Kalau bisa gua berandai-andai. Andai saja, gadis itu ngga pernah memberikan pengharapan kepada Josh. Andai saja gadis cantik itu tak pernah menggantung cinta Josh. Andai saja dia berani dengan tegas mengatakan tidak pernah memiliki perasaan apa pun, mungkin ini semuanya ngga akan terjadi. Tapi itu hanya sebuah andaian yang ngga berguna sama sekali. Sebuah andaian yang ngga akan membangunkan Josh!

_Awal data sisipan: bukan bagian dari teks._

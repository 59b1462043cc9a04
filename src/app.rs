use eframe::egui;
use std::path::PathBuf;

use thermal_tonemap::image_io;
use thermal_tonemap::overlay::{AnnotationSpec, CursorSample};
use thermal_tonemap::pipeline::{self, ToneMapParams, ToneMapStrategy};
use thermal_tonemap::synthetic::{self, SceneParams};
use thermal_tonemap::tonemap::{SampleGrid16, TileGrid};

pub struct ThermalViewerApp {
    grid: Option<SampleGrid16>,
    source_name: Option<String>,
    preview_texture: Option<egui::TextureHandle>,
    preview_width: usize,
    preview_height: usize,
    params: ToneMapParams,
    tile_grid_text: String,
    scene: SceneParams,
    /// Image-pixel position of the pointer, updated before each render.
    cursor: Option<(u32, u32)>,
    reading: Option<CursorSample>,
    annotation: Option<AnnotationSpec>,
    needs_render: bool,
    render_time_ms: f64,
    status: Option<String>,
}

impl ThermalViewerApp {
    pub fn new(
        _cc: &eframe::CreationContext<'_>,
        initial_path: Option<PathBuf>,
        strategy: ToneMapStrategy,
    ) -> Self {
        let params = ToneMapParams {
            strategy,
            ..Default::default()
        };
        let mut app = Self {
            grid: None,
            source_name: None,
            preview_texture: None,
            preview_width: 0,
            preview_height: 0,
            tile_grid_text: params.tile_grid.to_string(),
            params,
            scene: SceneParams::default(),
            cursor: None,
            reading: None,
            annotation: None,
            needs_render: false,
            render_time_ms: 0.0,
            status: None,
        };
        if let Some(path) = initial_path {
            app.load_path(path);
        }
        app
    }

    fn open_image(&mut self) {
        if let Some(path) = rfd::FileDialog::new()
            .add_filter("Radiometric images", &["tiff", "tif", "png", "pgm"])
            .pick_file()
        {
            self.load_path(path);
        }
    }

    fn load_path(&mut self, path: PathBuf) {
        let start = web_time::Instant::now();
        match image_io::load_radiometric(&path) {
            Ok(grid) => {
                log::info!(
                    "loaded {} ({}x{}) in {:.1}ms",
                    path.display(),
                    grid.width(),
                    grid.height(),
                    start.elapsed().as_secs_f64() * 1000.0
                );
                self.set_grid(grid, path.display().to_string());
            }
            Err(e) => {
                log::warn!("could not load {}: {e}", path.display());
                self.status = Some(format!("Error loading image: {e}"));
            }
        }
    }

    fn load_synthetic(&mut self) {
        let grid = synthetic::synthetic_scene(640, 512, &self.scene);
        self.scene.seed = self.scene.seed.wrapping_add(1);
        self.set_grid(grid, "synthetic scene".to_string());
    }

    fn set_grid(&mut self, grid: SampleGrid16, name: String) {
        self.grid = Some(grid);
        self.source_name = Some(name);
        self.cursor = None;
        self.reading = None;
        self.annotation = None;
        self.status = None;
        self.needs_render = true;
    }

    fn save_result(&mut self) {
        let Some(grid) = &self.grid else {
            return;
        };
        if let Some(path) = rfd::FileDialog::new()
            .add_filter("PNG", &["png"])
            .add_filter("TIFF", &["tiff", "tif"])
            .save_file()
        {
            let result = pipeline::render_frame(grid, &self.params)
                .and_then(|frame| image_io::save_frame(&frame, &path));
            if let Err(e) = result {
                log::warn!("could not save {}: {e}", path.display());
                self.status = Some(format!("Error saving image: {e}"));
            }
        }
    }

    /// Re-tone-map the whole frame for the current cursor. Runs on every
    /// cursor move; nothing from the previous frame is reused.
    fn render(&mut self, ctx: &egui::Context) {
        let Some(grid) = &self.grid else {
            return;
        };
        let start = web_time::Instant::now();
        match pipeline::render_annotated(grid, &self.params, self.cursor) {
            Ok(out) => {
                self.render_time_ms = start.elapsed().as_secs_f64() * 1000.0;
                self.preview_width = out.frame.width() as usize;
                self.preview_height = out.frame.height() as usize;
                self.reading = out.cursor;
                self.annotation = out.annotation;
                self.status = None;

                let color_image = egui::ColorImage::from_rgb(
                    [self.preview_width, self.preview_height],
                    out.frame.as_raw(),
                );
                self.preview_texture = Some(ctx.load_texture(
                    "preview",
                    color_image,
                    egui::TextureOptions::NEAREST,
                ));
            }
            Err(e) => {
                log::warn!("{} failed: {e}", self.params.strategy.name());
                self.status = Some(e.to_string());
            }
        }
    }
}

impl eframe::App for ThermalViewerApp {
    fn update(&mut self, ctx: &egui::Context, _frame: &mut eframe::Frame) {
        egui::TopBottomPanel::top("top_bar").show(ctx, |ui| {
            ui.horizontal(|ui| {
                if ui.button("Open Image").clicked() {
                    self.open_image();
                }
                if ui.button("Synthetic Scene").clicked() {
                    self.load_synthetic();
                }
                if ui.button("Save Frame").clicked() {
                    self.save_result();
                }
                ui.separator();

                if let Some(name) = &self.source_name {
                    ui.label(format!(
                        "{name} | {}x{} | {:.0}ms",
                        self.preview_width, self.preview_height, self.render_time_ms
                    ));
                }
                if let Some(reading) = &self.reading {
                    ui.separator();
                    ui.label(format!(
                        "({}, {}) raw {} | {:.2} °C",
                        reading.x, reading.y, reading.sample, reading.celsius
                    ));
                }
                if let Some(status) = &self.status {
                    ui.separator();
                    ui.colored_label(egui::Color32::LIGHT_RED, status);
                }
            });
        });

        egui::SidePanel::left("controls")
            .default_width(260.0)
            .resizable(true)
            .show(ctx, |ui| {
                egui::ScrollArea::vertical().show(ui, |ui| {
                    let mut changed = false;
                    changed |= ui_strategy(ui, &mut self.params);
                    changed |= ui_clahe(ui, &mut self.params, &mut self.tile_grid_text, &mut self.status);
                    changed |= ui_color_balance(ui, &mut self.params);
                    ui_scene(ui, &mut self.scene);
                    if changed {
                        self.needs_render = true;
                    }
                });
            });

        egui::CentralPanel::default().show(ctx, |ui| {
            let Some(tex) = &self.preview_texture else {
                ui.centered_and_justified(|ui| {
                    ui.label("Open a 16-bit radiometric image or generate a synthetic scene");
                });
                return;
            };
            let mut moved_to = None;
            egui::ScrollArea::both().show(ui, |ui| {
                let available = ui.available_size();
                let img_w = self.preview_width as f32;
                let img_h = self.preview_height as f32;
                let scale = f32::min(available.x / img_w, available.y / img_h).max(0.1);
                let display_size = egui::vec2(img_w * scale, img_h * scale);
                let response = ui.add(
                    egui::Image::new(egui::load::SizedTexture::new(tex.id(), display_size))
                        .sense(egui::Sense::hover()),
                );

                if let Some(pos) = response.hover_pos() {
                    let local = (pos - response.rect.min) / scale;
                    let x = (local.x.max(0.0) as u32).min(self.preview_width.saturating_sub(1) as u32);
                    let y = (local.y.max(0.0) as u32).min(self.preview_height.saturating_sub(1) as u32);
                    if self.cursor != Some((x, y)) {
                        moved_to = Some((x, y));
                    }
                }

                if let Some(spec) = &self.annotation {
                    let [r, g, b] = spec.color.0;
                    let anchor = response.rect.min
                        + egui::vec2(spec.label_pos.0 as f32, spec.label_pos.1 as f32) * scale;
                    ui.painter().text(
                        anchor,
                        egui::Align2::LEFT_TOP,
                        &spec.label,
                        egui::FontId::proportional(13.0),
                        egui::Color32::from_rgb(r, g, b),
                    );
                }
            });
            if let Some(cursor) = moved_to {
                self.cursor = Some(cursor);
                self.needs_render = true;
            }
        });

        if self.needs_render && self.grid.is_some() {
            self.render(ctx);
            self.needs_render = false;
            ctx.request_repaint();
        }
    }
}

// --- UI Section Builders ---

fn ui_strategy(ui: &mut egui::Ui, params: &mut ToneMapParams) -> bool {
    let mut changed = false;
    egui::CollapsingHeader::new("Tone Mapping")
        .default_open(true)
        .show(ui, |ui| {
            egui::ComboBox::from_label("Strategy")
                .selected_text(params.strategy.name())
                .show_ui(ui, |ui| {
                    for &strategy in ToneMapStrategy::ALL {
                        changed |= ui
                            .selectable_value(&mut params.strategy, strategy, strategy.name())
                            .changed();
                    }
                });
        });
    changed
}

fn ui_clahe(
    ui: &mut egui::Ui,
    params: &mut ToneMapParams,
    tile_grid_text: &mut String,
    status: &mut Option<String>,
) -> bool {
    let mut changed = false;
    egui::CollapsingHeader::new("CLAHE")
        .default_open(params.strategy == ToneMapStrategy::Adaptive)
        .show(ui, |ui| {
            changed |= ui
                .add(
                    egui::Slider::new(&mut params.clip_limit, 0.1..=40.0)
                        .logarithmic(true)
                        .text("Clip Limit"),
                )
                .changed();
            ui.horizontal(|ui| {
                ui.label("Tile Grid");
                if ui.text_edit_singleline(tile_grid_text).lost_focus() {
                    match tile_grid_text.parse::<TileGrid>() {
                        Ok(grid) => {
                            changed |= grid != params.tile_grid;
                            params.tile_grid = grid;
                        }
                        Err(e) => {
                            *status = Some(e.to_string());
                            *tile_grid_text = params.tile_grid.to_string();
                        }
                    }
                }
            });
        });
    changed
}

fn ui_color_balance(ui: &mut egui::Ui, params: &mut ToneMapParams) -> bool {
    let mut changed = false;
    egui::CollapsingHeader::new("Color Balance")
        .default_open(params.strategy == ToneMapStrategy::ColorBalance)
        .show(ui, |ui| {
            changed |= ui
                .add(egui::Slider::new(&mut params.percent, 0.0..=20.0).text("Clip %"))
                .changed();
        });
    changed
}

fn ui_scene(ui: &mut egui::Ui, scene: &mut SceneParams) {
    egui::CollapsingHeader::new("Synthetic Scene")
        .default_open(false)
        .show(ui, |ui| {
            ui.add(egui::Slider::new(&mut scene.ambient_celsius, -20.0..=40.0).text("Ambient (°C)"));
            ui.add(egui::Slider::new(&mut scene.gradient_celsius, -10.0..=10.0).text("Gradient (°C)"));
            let mut count = scene.hotspot_count as i32;
            ui.add(egui::Slider::new(&mut count, 0..=12).text("Hotspots"));
            scene.hotspot_count = count as usize;
            ui.add(egui::Slider::new(&mut scene.hotspot_peak_celsius, 0.0..=200.0).text("Peak (°C)"));
            ui.add(
                egui::Slider::new(&mut scene.noise_sigma, 0.0..=2.0)
                    .text("Noise (°C)"),
            );
        });
}
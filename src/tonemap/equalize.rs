use super::histogram::{Histogram, LookupTable};
use super::normalize::normalize;
use super::{SampleGrid16, SampleGrid8};

/// Global histogram equalization of a 16-bit grid.
///
/// The grid is min/max normalized to 8 bits first, then every level is
/// remapped through its cumulative share of the pixel count. Densely
/// populated ranges get spread apart and the extremes saturate, which also
/// makes sensor noise more visible.
pub fn equalize_histogram(src: &SampleGrid16) -> SampleGrid8 {
    equalize_histogram_u8(&normalize(src))
}

/// Global histogram equalization of an already 8-bit grid.
pub fn equalize_histogram_u8(src: &SampleGrid8) -> SampleGrid8 {
    let lut = LookupTable::equalizing(&Histogram::of_channel(src, 0));
    let mut out = src.clone();
    lut.apply_to_channel(&mut out, 0);
    out
}
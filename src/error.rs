use thiserror::Error;

pub type Result<T> = std::result::Result<T, ToneMapError>;

#[derive(Debug, Error)]
pub enum ToneMapError {
    #[error("invalid argument: {0}")]
    InvalidArgument(String),

    #[error("image error: {0}")]
    Image(#[from] image::ImageError),
}

impl ToneMapError {
    pub fn invalid(msg: impl Into<String>) -> Self {
        ToneMapError::InvalidArgument(msg.into())
    }
}
use std::{collections::BTreeMap, path::PathBuf, sync::Arc};

use anyhow::{Context, Result, anyhow};
use chrono::Weekday;
use clap::{Parser, Subcommand};
use tokio::sync::RwLock;
use tracing_subscriber::EnvFilter;

use crypto_watcher::{
    RunArgs, ServeArgs, jobs,
    market::CoinGecko,
    notify::Telegram,
    sched::{self, SchedStatus},
    server::{self, AppState},
    state::AlertStore,
};

#[derive(Parser, Debug)]
#[command(version, about)]
struct Args {
    #[command(subcommand)]
    command: Option<Command>,
}

#[derive(Subcommand, Debug)]
enum Command {
    /// Run the HTTP surface plus both scheduler loops
    Serve(ServeArgs),
    /// Run the daily evaluation job once and exit
    Daily(RunArgs),
    /// Run the weekly digest job once and exit
    Weekly(RunArgs),
}

fn get_default_serve_args() -> ServeArgs {
    ServeArgs {
        bind: Some("0.0.0.0:8000".to_string()),
        watchlist: Some(PathBuf::from("./watchlist.json")),
        state_file: Some(PathBuf::from("./data/alert_state.json")),
        vs: Some("gbp".to_string()),
        days: Some(400),
        daily_at: Some("07:00".to_string()),
        weekly_day: Some("sun".to_string()),
        weekly_hour: Some(9),
    }
}

fn apply_serve_defaults(args: &mut ServeArgs) {
    if args.bind.is_none() {
        args.bind = Some("0.0.0.0:8000".to_string());
    }
    if args.watchlist.is_none() {
        args.watchlist = Some(PathBuf::from("./watchlist.json"));
    }
    if args.state_file.is_none() {
        args.state_file = Some(PathBuf::from("./data/alert_state.json"));
    }
    if args.vs.is_none() {
        args.vs = Some("gbp".to_string());
    }
    if args.days.is_none() {
        args.days = Some(400);
    }
    if args.daily_at.is_none() {
        args.daily_at = Some("07:00".to_string());
    }
    if args.weekly_day.is_none() {
        args.weekly_day = Some("sun".to_string());
    }
    if args.weekly_hour.is_none() {
        args.weekly_hour = Some(9);
    }
}

fn apply_run_defaults(args: &mut RunArgs) {
    if args.watchlist.is_none() {
        args.watchlist = Some(PathBuf::from("./watchlist.json"));
    }
    if args.state_file.is_none() {
        args.state_file = Some(PathBuf::from("./data/alert_state.json"));
    }
    if args.vs.is_none() {
        args.vs = Some("gbp".to_string());
    }
    if args.days.is_none() {
        args.days = Some(400);
    }
}

#[tokio::main]
async fn main() -> Result<()> {
    dotenvy::dotenv().ok();

    tracing_subscriber::fmt()
        .with_env_filter(EnvFilter::from_default_env())
        .with_target(false)
        .init();

    let args = Args::parse();
    match args.command {
        Some(Command::Serve(mut serve_args)) => {
            apply_serve_defaults(&mut serve_args);
            serve(&serve_args).await?;
        }
        Some(Command::Daily(mut run_args)) => {
            apply_run_defaults(&mut run_args);
            daily_once(&run_args).await?;
        }
        Some(Command::Weekly(mut run_args)) => {
            apply_run_defaults(&mut run_args);
            weekly_once(&run_args).await?;
        }
        None => {
            println!("Running with default arguments...");
            let serve_args = get_default_serve_args();
            serve(&serve_args).await?;
        }
    }
    Ok(())
}

async fn serve(args: &ServeArgs) -> Result<()> {
    let daily_at = sched::parse_hhmm(args.daily_at.as_ref().unwrap())
        .context("invalid --daily-at (expected HH:MM)")?;
    let weekly_day: Weekday = args
        .weekly_day
        .as_ref()
        .unwrap()
        .parse()
        .map_err(|_| anyhow!("invalid --weekly-day (expected e.g. sun)"))?;
    let weekly_hour = args.weekly_hour.unwrap();
    if weekly_hour > 23 {
        return Err(anyhow!("invalid --weekly-hour (expected 0-23)"));
    }

    let state = AppState {
        market: Arc::new(CoinGecko::new(args.vs.as_ref().unwrap())?),
        notifier: Arc::new(Telegram::from_env()),
        store: AlertStore::new(args.state_file.clone().unwrap()),
        watchlist: args.watchlist.clone().unwrap(),
        days: args.days.unwrap(),
        prices: Arc::new(RwLock::new(BTreeMap::new())),
        sched: Arc::new(SchedStatus::default()),
    };

    tokio::spawn(sched::daily_loop(state.clone(), daily_at));
    tokio::spawn(sched::weekly_loop(state.clone(), weekly_day, weekly_hour));

    server::serve(state, args.bind.as_ref().unwrap()).await
}

async fn daily_once(args: &RunArgs) -> Result<()> {
    let market = CoinGecko::new(args.vs.as_ref().unwrap())?;
    let notifier = Telegram::from_env();
    let store = AlertStore::new(args.state_file.clone().unwrap());
    let today = chrono::Local::now().date_naive();

    let report = jobs::run_daily(
        &market,
        &notifier,
        &store,
        args.watchlist.as_ref().unwrap(),
        today,
        args.days.unwrap(),
    )
    .await;
    println!(
        "daily run: {} evaluated, {} skipped, {} alerts sent",
        report.evaluated, report.skipped, report.alerts_sent
    );
    Ok(())
}

async fn weekly_once(args: &RunArgs) -> Result<()> {
    let market = CoinGecko::new(args.vs.as_ref().unwrap())?;
    let notifier = Telegram::from_env();

    let report = jobs::run_weekly(
        &market,
        &notifier,
        args.watchlist.as_ref().unwrap(),
        args.days.unwrap(),
    )
    .await;
    println!(
        "weekly run: {} evaluated, {} skipped, digest sent: {}",
        report.evaluated, report.skipped, report.digest_sent
    );
    Ok(())
}
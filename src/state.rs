use std::{
    collections::BTreeMap,
    fs,
    fs::OpenOptions,
    path::{Path, PathBuf},
};

use anyhow::{Context, Result};
use chrono::NaiveDate;
use fs2::FileExt;
use serde::{Deserialize, Serialize};
use tempfile::NamedTempFile;
use tracing::warn;

use crate::signal::SignalType;

/// Last notification sent for one coin. Overwritten by the daily job right
/// after a send attempt; never expires.
#[derive(Debug, Clone, Copy, PartialEq, Eq, Serialize, Deserialize)]
pub struct AlertRecord {
    pub last_alert_date: NaiveDate,
    pub last_signal_type: SignalType,
}

pub type AlertMap = BTreeMap<String, AlertRecord>;

/// File-backed store for alert records: one JSON blob for the whole
/// watchlist. Reads never fail the caller; writes take an exclusive advisory
/// lock and replace the file atomically so overlapping manual and scheduled
/// runs cannot interleave partial state.
#[derive(Debug, Clone)]
pub struct AlertStore {
    path: PathBuf,
}

impl AlertStore {
    pub fn new(path: impl Into<PathBuf>) -> Self {
        Self { path: path.into() }
    }

    pub fn path(&self) -> &Path {
        &self.path
    }

    /// Load all records. Missing or corrupt state degrades to an empty map.
    pub fn load(&self) -> AlertMap {
        let raw = match fs::read_to_string(&self.path) {
            Ok(raw) => raw,
            Err(_) => return AlertMap::new(),
        };
        match serde_json::from_str(&raw) {
            Ok(map) => map,
            Err(e) => {
                warn!(
                    "alert state at {} is corrupt ({}); starting empty",
                    self.path.display(),
                    e
                );
                AlertMap::new()
            }
        }
    }

    /// Persist all records: write to a temp file in the same directory, then
    /// rename over the old state while holding the lock.
    pub fn save(&self, records: &AlertMap) -> Result<()> {
        let dir = self.path.parent().unwrap_or(Path::new("."));
        fs::create_dir_all(dir).ok();

        // Keep the handle alive to hold the lock until the rename lands.
        let lock_path = self.path.with_extension("lock");
        let lock = OpenOptions::new()
            .create(true)
            .truncate(true)
            .read(true)
            .write(true)
            .open(&lock_path)
            .context("open state lock file")?;
        lock.lock_exclusive().context("lock state file")?;

        let mut tmp = NamedTempFile::new_in(dir)?;
        serde_json::to_writer_pretty(tmp.as_file_mut(), records)?;
        tmp.persist(&self.path).context("replace state file")?;
        Ok(())
    }
}

#[cfg(test)]
mod tests {
    use super::*;

    fn record(date: &str, sig: SignalType) -> AlertRecord {
        AlertRecord {
            last_alert_date: NaiveDate::parse_from_str(date, "%Y-%m-%d").unwrap(),
            last_signal_type: sig,
        }
    }

    #[test]
    fn missing_file_loads_empty() {
        let dir = tempfile::tempdir().unwrap();
        let store = AlertStore::new(dir.path().join("alert_state.json"));
        assert!(store.load().is_empty());
    }

    #[test]
    fn corrupt_file_loads_empty() {
        let dir = tempfile::tempdir().unwrap();
        let path = dir.path().join("alert_state.json");
        fs::write(&path, "{not json").unwrap();
        let store = AlertStore::new(path);
        assert!(store.load().is_empty());
    }

    #[test]
    fn save_then_load_round_trips() {
        let dir = tempfile::tempdir().unwrap();
        let store = AlertStore::new(dir.path().join("alert_state.json"));

        let mut map = AlertMap::new();
        map.insert("bitcoin".into(), record("2026-08-07", SignalType::Accumulation));
        map.insert("ethereum".into(), record("2026-08-06", SignalType::ProfitTaking));
        store.save(&map).unwrap();

        assert_eq!(store.load(), map);
    }

    #[test]
    fn save_replaces_previous_state() {
        let dir = tempfile::tempdir().unwrap();
        let store = AlertStore::new(dir.path().join("alert_state.json"));

        let mut first = AlertMap::new();
        first.insert("bitcoin".into(), record("2026-08-01", SignalType::ProfitTaking));
        store.save(&first).unwrap();

        let mut second = AlertMap::new();
        second.insert("bitcoin".into(), record("2026-08-07", SignalType::Accumulation));
        store.save(&second).unwrap();

        assert_eq!(store.load(), second);
    }

    #[test]
    fn signal_type_round_trips_as_enum_string() {
        let json = serde_json::to_string(&record("2026-08-07", SignalType::ProfitTaking)).unwrap();
        assert!(json.contains("\"ProfitTaking\""));
        assert!(json.contains("2026-08-07"));
        let back: AlertRecord = serde_json::from_str(&json).unwrap();
        assert_eq!(back.last_signal_type, SignalType::ProfitTaking);
    }
}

“Dewantara, bantu tante untuk beresin semua barang-barang Josh ya?!” sebuah permintaan sederhana seorang ibu yang kehilangan anak tunggalnya karena cinta.
Astaga! Gadis itu tidak hanya berhasil membuat Josh bunuh diri. Tapi membuat gua dan ibu Josh merasakan kehilangan orang yang kami sayangi.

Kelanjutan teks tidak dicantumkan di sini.